Anonymous wrote:Lots of praise.
Lots of sleep.
Lots of exercise (swimming is really amazing for tiring a kid out) and outdoor time. Being outside helps regulate sleep cycles and improve mood.
Some child-directed play every day. 10 minutes in the morning and 10 minutes in the evening where you hand the baby to someone else and play exactly what and how he wants to. There's nothing that the other person can't manage for 10 minutes while you play.
way fewer toys out. I agree with the PP who says to box up at least half and rotate them.
consider cutting back on artificial colors and flavors.
All the books that were suggested are good too.
Anonymous wrote:yes, you need a developmental pediatrician...there can be a wait. You could start with your regular Ped.
OT could help...
Anonymous wrote:You admitted your parenting techniques are not that strong (spanking, ineffective toy taking away, etc.). Please consider enrolling in a PEP class. http://pepparent.org/classes-programs/class-schedule/
But, with an ADHD child, inappropriate behavior is not all about parenting skill. I have an ADHD kid, and I found that along with ADHD came significant weaknesses in both receptive/expressive language and social pragmatic language. It is very common for ADHD kids to have other issues in addition to ADHD. For example, a big part of why my kid had difficult getting along with teachers and peers is that he didn't always understand what they were saying and/or he couldn't really make himself understood. It was a subtle problem because he talked, but if you listened carefully to what he said, he was often off topic or not responding on point to questions, which frustrated his listeners. Because of his language weaknesses, he had great difficulty negotiating conflict in even the simplest verbal way, so he used other techniques like interrupting, being imperious, getting emotionally upset or angry, refusing to cooperate, and, sometimes, getting physical.
Speech therapy for both oral and pragmatic language was helpful. If you haven't already done it, I encourage you to get a speech and language assessment from a qualified SLP. IME, speech/language assessment from the neuropsych isn't as good. Even though they may use the same tests, their analysis of the error patterns is not as good as that of an SLP.
A full neuropsych evaluation is also helpful to see if there are any other issues. My DS has slow processing in addition to a diagnosed language disorder. This slow processing means that he has a difficult time keeping up conversationally, which is a root cause of what appears to be "impulsivity". He impulsively interrupts because he is often late processing in a conversation, so while everyone else has moved on a topic or two, he has only just figured out how to respond to what was said 3 points ago. He also knows if he doesn't blurt it out, he will forget it. He can't remember what he wants to say, and also process the ongoing conversation, and also figure out when or how to bring the conversation back to what he wanted to say 5 minutes ago.
Anonymous wrote:
What might be the source of his anger?
(Always address the source of the problem.)
Anonymous wrote:
What might be the source of his anger?
(Always address the source of the problem.)

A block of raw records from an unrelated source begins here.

//! Glycoscope command line.
//!
//! `train` works on files only. Every other subcommand builds `CoreServices`
//! from the layered settings and runs one operation as the user named by
//! `--user` / `--role`.

use std::path::PathBuf;
use std::process::ExitCode;
use std::str::FromStr;

use anyhow::{Context, Result};
use clap::{Args, Parser, Subcommand};
use serde::Serialize;
use uuid::Uuid;

use glycoscope_lib::authorization::RequestContext;
use glycoscope_lib::config::{self, Settings};
use glycoscope_lib::core_state::{CoreError, CoreServices};
use glycoscope_lib::models::{ChartKind, Role};
use glycoscope_lib::pipeline::features::{RawObservation, RawValue};
use glycoscope_lib::pipeline::knowledge::{KnowledgeSource, NewKnowledgeDocument};
use glycoscope_lib::pipeline::training::run_training;

#[derive(Parser)]
#[command(name = "glycoscope")]
#[command(about = "Diabetes risk scoring, explained reports and a grounded health chatbot")]
#[command(version)]
struct Cli {
    /// Enable debug logging
    #[arg(short, long, global = true)]
    verbose: bool,

    /// Identity the request runs as
    #[arg(short, long, global = true, default_value = "local")]
    user: String,

    /// Role of that identity (`patient` or `admin`)
    #[arg(long, global = true, default_value = "patient", value_parser = parse_role)]
    role: Role,

    #[command(subcommand)]
    command: Commands,
}

fn parse_role(s: &str) -> Result<Role, String> {
    Role::from_str(s).map_err(|e| e.to_string())
}

fn parse_chart(s: &str) -> Result<ChartKind, String> {
    ChartKind::from_str(s).map_err(|e| e.to_string())
}

#[derive(Subcommand)]
enum Commands {
    /// Train a model from a labelled CSV and publish it if it passes acceptance
    Train {
        /// Path to the dataset (Pima column layout with an `Outcome` column)
        #[arg(short, long)]
        dataset: PathBuf,
    },

    #[command(flatten)]
    Core(CoreCommands),
}

/// Subcommands that run against `CoreServices`.
#[derive(Subcommand)]
enum CoreCommands {
    /// Score one observation and record the assessment
    Predict(PredictArgs),

    /// Generate (or regenerate) the PDF report for an assessment
    Report {
        assessment_id: Uuid,

        /// Copy the rendered PDF to this path
        #[arg(short, long)]
        output: Option<PathBuf>,
    },

    /// Write one chart PNG of a generated report
    Chart {
        assessment_id: Uuid,

        #[arg(value_parser = parse_chart)]
        kind: ChartKind,

        #[arg(short, long)]
        output: PathBuf,
    },

    /// Ask the health chatbot a question
    Chat { question: String },

    /// Manage the chatbot knowledge base
    #[command(subcommand)]
    Kb(KbCommands),

    /// Recent assessments of the current user
    History {
        #[arg(short, long, default_value = "20")]
        limit: usize,
    },

    /// Compare an assessment with 2 or 3 earlier ones of the same user
    Compare {
        assessment_id: Uuid,

        /// Earlier assessments to compare against
        #[arg(long = "past", required = true, num_args = 1..)]
        past: Vec<Uuid>,

        /// Copy the trend chart PNG to this path
        #[arg(short, long)]
        output: Option<PathBuf>,
    },

    /// Aggregate counts over your assessments (all assessments for admins)
    Stats,
}

#[derive(Args)]
struct PredictArgs {
    /// JSON file holding the observation; flags below override its fields
    #[arg(long)]
    input: Option<PathBuf>,

    #[arg(long)]
    pregnancies: Option<String>,
    #[arg(long)]
    glucose: Option<String>,
    #[arg(long)]
    blood_pressure: Option<String>,
    #[arg(long)]
    skin_thickness: Option<String>,
    #[arg(long)]
    insulin: Option<String>,
    #[arg(long)]
    bmi: Option<String>,
    #[arg(long)]
    dpf: Option<String>,
    #[arg(long)]
    age: Option<String>,
}

impl PredictArgs {
    fn to_raw(&self) -> Result<RawObservation> {
        let mut raw = match &self.input {
            Some(path) => {
                let text = std::fs::read_to_string(path)
                    .with_context(|| format!("reading {}", path.display()))?;
                serde_json::from_str(&text).with_context(|| format!("parsing {}", path.display()))?
            }
            None => RawObservation::default(),
        };
        let overrides = [
            (&mut raw.pregnancies, &self.pregnancies),
            (&mut raw.glucose, &self.glucose),
            (&mut raw.blood_pressure, &self.blood_pressure),
            (&mut raw.skin_thickness, &self.skin_thickness),
            (&mut raw.insulin, &self.insulin),
            (&mut raw.bmi, &self.bmi),
            (&mut raw.diabetes_pedigree_function, &self.dpf),
            (&mut raw.age, &self.age),
        ];
        for (field, flag) in overrides {
            if let Some(value) = flag {
                *field = Some(RawValue::from(value.as_str()));
            }
        }
        Ok(raw)
    }
}

#[derive(Subcommand)]
enum KbCommands {
    /// Add a document from a text/markdown file, a URL, or pasted text
    Add {
        #[arg(short, long)]
        title: Option<String>,

        #[arg(long, conflicts_with_all = ["url", "text"])]
        file: Option<PathBuf>,

        #[arg(long, conflicts_with = "text")]
        url: Option<String>,

        #[arg(long)]
        text: Option<String>,
    },

    /// Delete a document and drop it from retrieval
    Delete { id: Uuid },

    /// List stored documents
    List,
}

fn print_json<T: Serialize>(value: &T) -> Result<()> {
    println!("{}", serde_json::to_string_pretty(value)?);
    Ok(())
}

fn train(dataset: &std::path::Path, settings: &Settings) -> Result<()> {
    let metadata = run_training(dataset, &settings.paths.model_dir(), &settings.training)?;
    print_json(&metadata)
}

fn run(cli: Cli, settings: Settings) -> Result<()> {
    let ctx = RequestContext::new(cli.user, cli.role);
    match cli.command {
        // Training needs neither the database nor a serving model.
        Commands::Train { dataset } => train(&dataset, &settings),
        Commands::Core(command) => dispatch(&CoreServices::open(settings)?, &ctx, command),
    }
}

fn dispatch(core: &CoreServices, ctx: &RequestContext, command: CoreCommands) -> Result<()> {
    match command {
        CoreCommands::Predict(args) => print_json(&core.predict(ctx, &args.to_raw()?)?),
        CoreCommands::Report {
            assessment_id,
            output,
        } => {
            let artifact = core.generate_report(ctx, &assessment_id)?;
            if let Some(output) = output {
                let pdf = core.report_document(ctx, &assessment_id)?;
                std::fs::write(&output, pdf)
                    .with_context(|| format!("writing {}", output.display()))?;
            }
            print_json(&artifact)
        }
        CoreCommands::Chart {
            assessment_id,
            kind,
            output,
        } => {
            let png = core.chart_image(ctx, &assessment_id, kind)?;
            std::fs::write(&output, png).with_context(|| format!("writing {}", output.display()))?;
            Ok(())
        }
        CoreCommands::Chat { question } => print_json(&core.chat(ctx, &question)?),
        CoreCommands::Kb(KbCommands::Add {
            title,
            file,
            url,
            text,
        }) => {
            let source = match (file, url, text) {
                (Some(path), _, _) => KnowledgeSource::Upload { path },
                (_, Some(url), _) => KnowledgeSource::Url { url },
                (_, _, Some(text)) => KnowledgeSource::PastedText { text },
                _ => anyhow::bail!("one of --file, --url or --text is required"),
            };
            let doc = core.add_knowledge_document(ctx, &NewKnowledgeDocument { title, source })?;
            print_json(&doc)
        }
        CoreCommands::Kb(KbCommands::Delete { id }) => {
            core.delete_knowledge_document(ctx, &id)?;
            Ok(())
        }
        CoreCommands::Kb(KbCommands::List) => print_json(&core.list_knowledge_documents()?),
        CoreCommands::History { limit } => print_json(&core.assessment_history(ctx, limit)?),
        CoreCommands::Compare {
            assessment_id,
            past,
            output,
        } => {
            let comparison = core.compare_assessments(ctx, &assessment_id, &past)?;
            if let Some(output) = output {
                std::fs::copy(&comparison.chart_ref, &output)
                    .with_context(|| format!("writing {}", output.display()))?;
            }
            print_json(&comparison)
        }
        CoreCommands::Stats => print_json(&core.assessment_statistics(ctx)?),
    }
}

fn main() -> ExitCode {
    let cli = Cli::parse();
    glycoscope_lib::init_tracing(cli.verbose);

    let settings = match Settings::load() {
        Ok(settings) => settings,
        Err(e) => {
            eprintln!("{e}");
            return ExitCode::FAILURE;
        }
    };
    tracing::debug!(version = config::APP_VERSION, data_dir = %settings.paths.data_dir.display(), "Starting");

    match run(cli, settings) {
        Ok(()) => ExitCode::SUCCESS,
        Err(e) => {
            tracing::debug!(error = ?e, "Command failed");
            match e.downcast_ref::<CoreError>() {
                Some(core) => eprintln!("{}", core.user_message()),
                None => eprintln!("{e:#}"),
            }
            ExitCode::FAILURE
        }
    }
}

#[cfg(test)]
mod tests {
    use super::*;
    use clap::CommandFactory;

    #[test]
    fn cli_definition_is_consistent() {
        Cli::command().debug_assert();
    }

    #[test]
    fn train_and_core_commands_parse_apart() {
        let cli = Cli::try_parse_from(["glycoscope", "train", "--dataset", "pima.csv"]).unwrap();
        assert!(matches!(cli.command, Commands::Train { .. }));

        let cli = Cli::try_parse_from(["glycoscope", "--role", "admin", "stats"]).unwrap();
        assert!(matches!(cli.command, Commands::Core(CoreCommands::Stats)));
        assert_eq!(cli.role, Role::Admin);
    }

    #[test]
    fn compare_takes_past_assessments() {
        let (current, a, b) = (Uuid::new_v4(), Uuid::new_v4(), Uuid::new_v4());
        let cli = Cli::try_parse_from([
            "glycoscope".to_string(),
            "compare".into(),
            current.to_string(),
            "--past".into(),
            a.to_string(),
            b.to_string(),
        ])
        .unwrap();
        match cli.command {
            Commands::Core(CoreCommands::Compare {
                assessment_id,
                past,
                ..
            }) => {
                assert_eq!(assessment_id, current);
                assert_eq!(past, vec![a, b]);
            }
            _ => panic!("expected compare"),
        }
    }
}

Anonymous wrote:Call your pediatrician and see if they can help get you into a child psychologist before then.
In the meantime, read the Explosive Child by Ross Greene this weekend, and start to revamp your approach. Your partner / spouse needs to be 100% on board with this.
You need to get away from "discipline" for misbehavior and start to incentive positive behavior. It's hard, but what you've been doing is not working.
What happens at school when he hits?
Anonymous wrote:Anonymous wrote:
This is all really helpful advice. Thank you. I do think it helps for him to feel in control. I am pretty good about giving him lots of reminders and warnings when we are about to leave the house for example, and that seems to help for the most part. A schedule would probably also help (both of us, really, as I could use some daily organization). I do also think he seeks praise. Often, he will ask at the end of the day if he was good that day. It breaks my heart. We did get another appointment scheduled for Tuesday at a well reviewed center. I'll look up Child Find as well as the parent classes you suggested. Thanks again!
In addition to schedules, I would also encourage choices instead of orders - do you want to wear the green shirt or the blue shirt? do you want me to dress you or do you want to get dressed yourself? instead of get dressed! It can be a bit challenging to always come up with choices on the fly, but it gets easier the more you do it.
Also, including kids in the household jobs can keep them from being disruptive. My ADHD kid loved to help me cook at a young age. It really provides a lot of self-esteem. Was I good today? Can be answered with - yes, you helped me collect the trash (or whatever).
Anonymous wrote:
In the meantime, read the Explosive Child by Ross Greene this weekend, and start to revamp your approach. Your partner / spouse needs to be 100% on board with this.
You need to get away from "discipline" for misbehavior and start to incentive positive behavior. It's hard, but what you've been doing is not working.